--- Exercise input Enclosed Below ---

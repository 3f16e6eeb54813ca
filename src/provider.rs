//! Provider registry: an explicit alias-to-constructor map.
//!
//! Providers are registered by calling [`ProviderRegistry::register`] at
//! startup; nothing is discovered implicitly. The built-in providers are
//! available under the aliases `"memory"` and `"discard"`.

use std::collections::HashMap;
use std::sync::Arc;

use crate::api::Client;
use crate::config::BrokerConfig;
use crate::discard::DiscardClient;
use crate::error::BrokerError;
use crate::memory::MemoryClient;

pub type ClientConstructor = fn(&BrokerConfig) -> Arc<dyn Client>;

pub struct ProviderRegistry {
    providers: HashMap<String, ClientConstructor>,
}

impl ProviderRegistry {
    /// An empty registry; callers register every provider themselves.
    pub fn new() -> Self {
        ProviderRegistry {
            providers: HashMap::new(),
        }
    }

    /// A registry with the built-in providers registered.
    pub fn with_defaults() -> Self {
        let mut registry = Self::new();
        registry.register("memory", |config| Arc::new(MemoryClient::with_config(*config)));
        registry.register("discard", |_config| Arc::new(DiscardClient::new()));
        registry
    }

    /// Register a provider under an alias, replacing any previous
    /// registration for the same alias.
    pub fn register(&mut self, alias: impl Into<String>, constructor: ClientConstructor) {
        let alias = alias.into();
        log::debug!("registering broker provider: {}", alias);
        self.providers.insert(alias, constructor);
    }

    /// Construct a client from the provider registered under `alias`.
    pub fn create(&self, alias: &str, config: &BrokerConfig) -> Result<Arc<dyn Client>, BrokerError> {
        let constructor = self
            .providers
            .get(alias)
            .ok_or_else(|| BrokerError::UnknownProvider(alias.to_string()))?;
        Ok(constructor(config))
    }

    /// Registered aliases, sorted.
    pub fn aliases(&self) -> Vec<String> {
        let mut aliases: Vec<String> = self.providers.keys().cloned().collect();
        aliases.sort();
        aliases
    }
}

impl Default for ProviderRegistry {
    fn default() -> Self {
        Self::with_defaults()
    }
}
//! In-memory broker provider.
//!
//! A complete broker living on the process heap: topics are created
//! lazily, each owning an ordered log, a pending-delivery queue and a
//! delivered-but-unacked set, all behind a single mutex and condition
//! variable. Suited to tests and single-process deployments; nothing is
//! persisted.

mod client;
mod metadata;
mod producer;
mod queuing;
mod shard;
mod streaming;
mod topic;

pub use client::MemoryClient;
pub use metadata::MemoryMetadataClient;
pub use producer::MemoryProducer;
pub use queuing::MemoryQueuingConsumer;
pub use shard::MemoryShard;
pub use streaming::MemoryStreamingConsumer;
pub use topic::MemoryTopic;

--- End of Enclosed Exercise input ---

Copy out each line of the records above that includes "BrokerConfig".

use crate::config::BrokerConfig;
pub type ClientConstructor = fn(&BrokerConfig) -> Arc<dyn Client>;
    pub fn create(&self, alias: &str, config: &BrokerConfig) -> Result<Arc<dyn Client>, BrokerError> {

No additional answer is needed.